How we came to the Indian Trail site for The Oregon Star Party

Carolyn and I never liked the distance and weather variability at the Steens. Also the steadiness of the sky was often turbulent, in fact boiling on several solo excursions. (I have been going to the Steens since I was 12 in 1957, the same year I got my 4" Criterion, which did not make the first trip.)

We also loved the Ochocos and had been actively looking for a nice site for ourselves for years in those mountains. The OSP organizers were also dreaming of other sites; we started thinking for a group of 100 or 200 observers.

On May 20th, 1990 we investigated the lower gravel pit and open country on road 4240, just south of Big Summit Prairie road 42. It looked promising, but did not have the south horizon I really wanted. There was a wooded ridge in the way.  We were back next summer camping at this gravel pit and thinking of showing it to Chuck Dethloff, the main person behind the movement to create the Oregon Star Party.  

 On Sunday morning, June 16, 1991, I was lawn chair hiking with my 10x50 binoculars and spotted a rocky bluff on the ridge about 1 mile away. I wanted to travel through the woods and climb up to it. I love cross country hiking in the Ochocos! The Shoshoni ancestors would surely have had my scalp.

So Carolyn, Tycho and I took off into the tall pines. Of course trees obscured our goal, but I believed I had a good sense of cross country navigating (getting older is screwing it up). But I had no brains to carry a map! We passed a shallow artificial pond created on a spring (Bruner Spring Reservoir). We came upon an overgrown logging road and walked on it for 1/4 mile and then could see the target rocky area. Up we went and found flowers were everywhere, but the best was yet to come.

Far above us and standing above all on the horizon was a tall massive ponderosa. Beyond it was open sky! We starting hiking up a barely visible 4WD trail, probably hunter's tracks. Everything was red soil, rocky, short sage, and grass with sparse flowers. We went through a set of pines, junipers, and mountain mahoganies and could see the big tree was right ahead. Tycho found some elk poop and was rolling in it before we even knew what was happening. Tough shit! Really! And it was foul smelling!

We hiked up to the big Ponderosa thinking it was on the top of the ridge.  What!?  From the tree, it was still over a quarter mile to the next higher horizon!!  We continued up across the large treeless area. It was becoming apparent this might be a great area for observing. I was already thinking of night and the wonderful skies.
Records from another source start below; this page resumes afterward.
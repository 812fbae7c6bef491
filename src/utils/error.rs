//! Error types for the entire application.
//!
//! We use `thiserror` for library-style errors with custom types,
//! and `anyhow` for application-level error propagation in main.rs and commands.

use thiserror::Error;

/// Errors that can occur while parsing a flow-monitor report
#[derive(Error, Debug)]
pub enum ParseError {
    #[error("Failed to read report file: {0}")]
    Io(#[from] std::io::Error),

    #[error("XML parsing failed: {0}")]
    Xml(#[from] roxmltree::Error),

    #[error("Report has no FlowStats section")]
    MissingFlowStats,
}

/// Errors that can occur during file output
#[derive(Error, Debug)]
pub enum OutputError {
    #[error("Failed to write file: {0}")]
    WriteFailed(#[from] std::io::Error),

    #[error("CSV serialization failed: {0}")]
    Csv(#[from] csv::Error),

    #[error("Invalid output path: {0}")]
    InvalidPath(String),
}
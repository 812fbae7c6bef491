use crate::aggregator::aggregate_report;
use crate::parser::parse_report;
use crate::utils::config::OUTPUT_COLUMNS;
use anyhow::{Context, Result};
use std::path::PathBuf;

/// Parse a single report file and print its averages
pub fn inspect_report_file(file_path: PathBuf, as_json: bool) -> Result<()> {
    println!("Inspecting report: {}", file_path.display());

    let report = parse_report(&file_path).context("Failed to parse report")?;

    let Some(row) = aggregate_report(&report.file_name, &report.flows) else {
        println!("Report contains no flow records");
        return Ok(());
    };

    if as_json {
        println!("{}", serde_json::to_string_pretty(&row)?);
        return Ok(());
    }

    println!("✓ Valid FlowMonitor report");
    println!("  Flows:            {}", report.flows.len());
    println!("  Avg tx packets:   {}", row.avg_tx_packets);
    println!("  Avg rx packets:   {}", row.avg_rx_packets);
    println!("  Avg lost packets: {}", row.avg_lost_packets);
    println!("  Avg tx bytes:     {}", row.avg_tx_bytes);
    println!("  Avg rx bytes:     {}", row.avg_rx_bytes);
    println!("  Avg delay sum:    {}", row.avg_delay_sum);
    println!("  Avg jitter sum:   {}", row.avg_jitter_sum);
    println!("  Avg throughput:   {} Mbps", row.avg_throughput);

    Ok(())
}

/// Display output schema information
pub fn display_schema(show_details: bool) {
    println!("Flowmon Report CSV Schema");
    println!("Columns: {}", OUTPUT_COLUMNS.join(", "));
    println!();

    if show_details {
        println!("Column details:");
        println!("  file             - Base name of the source report file");
        println!("  avg_tx_packets   - Mean transmitted packets per flow");
        println!("  avg_rx_packets   - Mean received packets per flow");
        println!("  avg_lost_packets - Mean lost packets per flow");
        println!("  avg_tx_bytes     - Mean transmitted bytes per flow");
        println!("  avg_rx_bytes     - Mean received bytes per flow");
        println!("  avg_delay_sum    - Mean delay accumulator per flow (ns)");
        println!("  avg_jitter_sum   - Mean jitter accumulator per flow (ns)");
        println!("  avg_throughput   - Mean derived throughput per flow (Mbps)");
    } else {
        println!("Use --show for per-column details");
    }
}

/// Display version information
pub fn display_version() {
    println!("Flowmon Report v{}", env!("CARGO_PKG_VERSION"));
    println!();
    println!("Per-run averaging of ns-3 FlowMonitor XML reports into CSV.");
}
We made it to the highest point. We were rewarded with a wonderful view to the south and a 360 degree panorama. There was a great road going to the east!! We were tired from the heat and wind and headed back down. A stop was made at the pond to try and wash the tar-like elk poop off Tycho. Then I got out the Ochoco forest map, an older one, printed before the Greenies had the area roads closed or obliterated.

It looked like an easy route to the area. We drove right up 800 road to the site. The road had been prepared for what was going to be a lot of logging up there. We were on top without a tough drive! We looked around and noted the great places to camp, the horizons; the pile of razor wire in the junipers, the neat picturesque dead ponderosa (the future Rob's Tree), the ancient junipers and old mountain mahoganies. The short sage was not a problem...to our simple thinking. I was just imagining the quiet voices of hundreds of astronomers in the future twilights.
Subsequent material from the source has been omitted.